- _Task brief_: Given the entries that follow, write out exactly the lines starting at the one containing "of initial bet." and ending at the one containing "rounds whose profit", both ends included, and only those.

- _Input material_:
mod simulation;

use std::path::{Path, PathBuf};

use blackjack_ev::simulation::SimulationConfig;
use blackjack_ev_drivers::{parse_config_from_file, DriverError};
use clap::Parser;
use tracing::info;

const DEFAULT_CONFIG_PATH: &str = "~/.blackjack_ev.yml";

#[derive(Debug, Parser)]
#[command(author, about, long_about = None)]
struct CommandLineArgs {
    /// The path of the config file
    #[arg(short, long, default_value_t = String::from(DEFAULT_CONFIG_PATH))]
    config: String,

    /// Overrides the seed of the config file
    #[arg(long)]
    seed: Option<u64>,

    /// Overrides the number of hands of the config file
    #[arg(long)]
    hands: Option<u64>,
}

fn resolve_config_path(config: &str) -> Result<PathBuf, DriverError> {
    if config != DEFAULT_CONFIG_PATH {
        return Ok(PathBuf::from(config));
    }
    let home_dir = home::home_dir()
        .ok_or_else(|| DriverError::ConfigPath(String::from("needs a home directory")))?;
    let config_file_path = home_dir.join(".blackjack_ev.yml");
    if !config_file_path.exists() {
        return Err(DriverError::ConfigPath(format!(
            "{} does not exist",
            config_file_path.display()
        )));
    }
    if config_file_path.is_dir() {
        return Err(DriverError::ConfigPath(format!(
            "{} is a directory",
            config_file_path.display()
        )));
    }
    Ok(config_file_path)
}

fn main() -> Result<(), DriverError> {
    let args = CommandLineArgs::parse();
    let config_path = resolve_config_path(&args.config)?;
    let config = parse_config_from_file(&config_path)?;

    let level: tracing::Level = config
        .log_level
        .parse()
        .map_err(|_| DriverError::LogLevel(config.log_level.clone()))?;
    tracing_subscriber::fmt().with_max_level(level).init();

    let rule: blackjack_ev::Rule = config.rule.clone().try_into()?;
    rule.validate()?;
    let mut simulation_config: SimulationConfig = (&config.simulation).into();
    if let Some(seed) = args.seed {
        simulation_config.seed = seed;
    }
    if let Some(hands) = args.hands {
        simulation_config.hands = hands;
    }

    let base_dir = config_path.parent().unwrap_or_else(|| Path::new("."));
    let policies = config.policies.build(base_dir)?;
    info!(
        mover = ?policies.mover,
        better = ?policies.better,
        hands = simulation_config.hands,
        "starting"
    );

    let result = simulation::run(
        &rule,
        &simulation_config,
        &policies,
        config.simulation.progress_every,
    )?;
    print!("{}", serde_yaml::to_string(&result)?);
    Ok(())
}
use std::collections::VecDeque;

use serde::Serialize;

use super::RoundOutcome;

/// Aggregate result of a simulation, in units of one bet.
#[derive(Debug, Clone, Copy, Default, PartialEq, Serialize)]
pub struct SimulationResult {
    pub total_profit: f64,
    /// Profit per unit of initial bet.
    pub average_return: f64,
    pub average_profit_per_hand: f64,
    pub average_bet: f64,
    /// Average bet over the rounds that were not sat out.
    pub average_nonzero_bet: f64,
    /// Fraction of windows of `ruin_window` consecutive rounds whose profit
    /// fell by at least the bankroll from the window's start to its end. The
    /// windows slide one round at a time rather than being anchored at the
    /// start of the simulation, so a run of `n` rounds observes
    /// `n - ruin_window + 1` of them.
    pub risk_of_ruin: f64,
    pub hands: u64,
    /// Everything put on the table, doubles, splits and insurance included.
    pub total_wagered: f64,
}

impl SimulationResult {
    /// Combines per-worker results. Ratios are averaged over the workers,
    /// totals are summed.
    pub fn average(results: &[SimulationResult]) -> SimulationResult {
        if results.is_empty() {
            return SimulationResult::default();
        }
        let n = results.len() as f64;
        let mean = |f: fn(&SimulationResult) -> f64| results.iter().map(f).sum::<f64>() / n;
        SimulationResult {
            total_profit: results.iter().map(|r| r.total_profit).sum(),
            average_return: mean(|r| r.average_return),
            average_profit_per_hand: mean(|r| r.average_profit_per_hand),
            average_bet: mean(|r| r.average_bet),
            average_nonzero_bet: mean(|r| r.average_nonzero_bet),
            risk_of_ruin: mean(|r| r.risk_of_ruin),
            hands: results.iter().map(|r| r.hands).sum(),
            total_wagered: results.iter().map(|r| r.total_wagered).sum(),
        }
    }
}

/// Running totals of one simulation.
///
/// Risk of ruin is measured on a sliding window over the cumulative profit:
/// once `ruin_window` rounds are buffered, every new round closes a window,
/// which counts as ruined when the profit fell by at least `ruin_bankroll`
/// between its first and last round. A zero window disables the measure.
#[derive(Debug, Clone)]
pub struct Statistics {
    total_profit: f64,
    total_bet: f64,
    total_wagered: f64,
    hands: u64,
    nonzero_bets: u64,
    nonzero_bet_sum: f64,

    ruin_window: usize,
    ruin_bankroll: f64,
    cumulative_profits: VecDeque<f64>,
    windows_observed: u64,
    windows_ruined: u64,
}

impl Statistics {
    pub fn new(ruin_window: usize, ruin_bankroll: f64) -> Self {
        let mut cumulative_profits = VecDeque::with_capacity(ruin_window + 1);
        cumulative_profits.push_back(0.0);
        Self {
            total_profit: 0.0,
            total_bet: 0.0,
            total_wagered: 0.0,
            hands: 0,
            nonzero_bets: 0,
            nonzero_bet_sum: 0.0,
            ruin_window,
            ruin_bankroll,
            cumulative_profits,
            windows_observed: 0,
            windows_ruined: 0,
        }
    }

    pub fn record(&mut self, outcome: &RoundOutcome) {
        self.total_profit += outcome.profit;
        self.total_bet += outcome.bet as f64;
        self.total_wagered += outcome.wagered;
        self.hands += 1;
        if outcome.bet > 0 {
            self.nonzero_bets += 1;
            self.nonzero_bet_sum += outcome.bet as f64;
        }

        if self.ruin_window == 0 {
            return;
        }
        self.cumulative_profits.push_back(self.total_profit);
        if self.cumulative_profits.len() > self.ruin_window {
            if let (Some(start), Some(end)) =
                (self.cumulative_profits.front(), self.cumulative_profits.back())
            {
                self.windows_observed += 1;
                if start - end >= self.ruin_bankroll {
                    self.windows_ruined += 1;
                }
            }
            self.cumulative_profits.pop_front();
        }
    }

    pub fn hands(&self) -> u64 {
        self.hands
    }

    pub fn finish(&self) -> SimulationResult {
        let ratio = |numerator: f64, denominator: f64| {
            if denominator == 0.0 {
                0.0
            } else {
                numerator / denominator
            }
        };
        SimulationResult {
            total_profit: self.total_profit,
            average_return: ratio(self.total_profit, self.total_bet),
            average_profit_per_hand: ratio(self.total_profit, self.hands as f64),
            average_bet: ratio(self.total_bet, self.hands as f64),
            average_nonzero_bet: ratio(self.nonzero_bet_sum, self.nonzero_bets as f64),
            risk_of_ruin: ratio(self.windows_ruined as f64, self.windows_observed as f64),
            hands: self.hands,
            total_wagered: self.total_wagered,
        }
    }
}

- _Result_:
    /// Profit per unit of initial bet.
    pub average_return: f64,
    pub average_profit_per_hand: f64,
    pub average_bet: f64,
    /// Average bet over the rounds that were not sat out.
    pub average_nonzero_bet: f64,
    /// Fraction of windows of `ruin_window` consecutive rounds whose profit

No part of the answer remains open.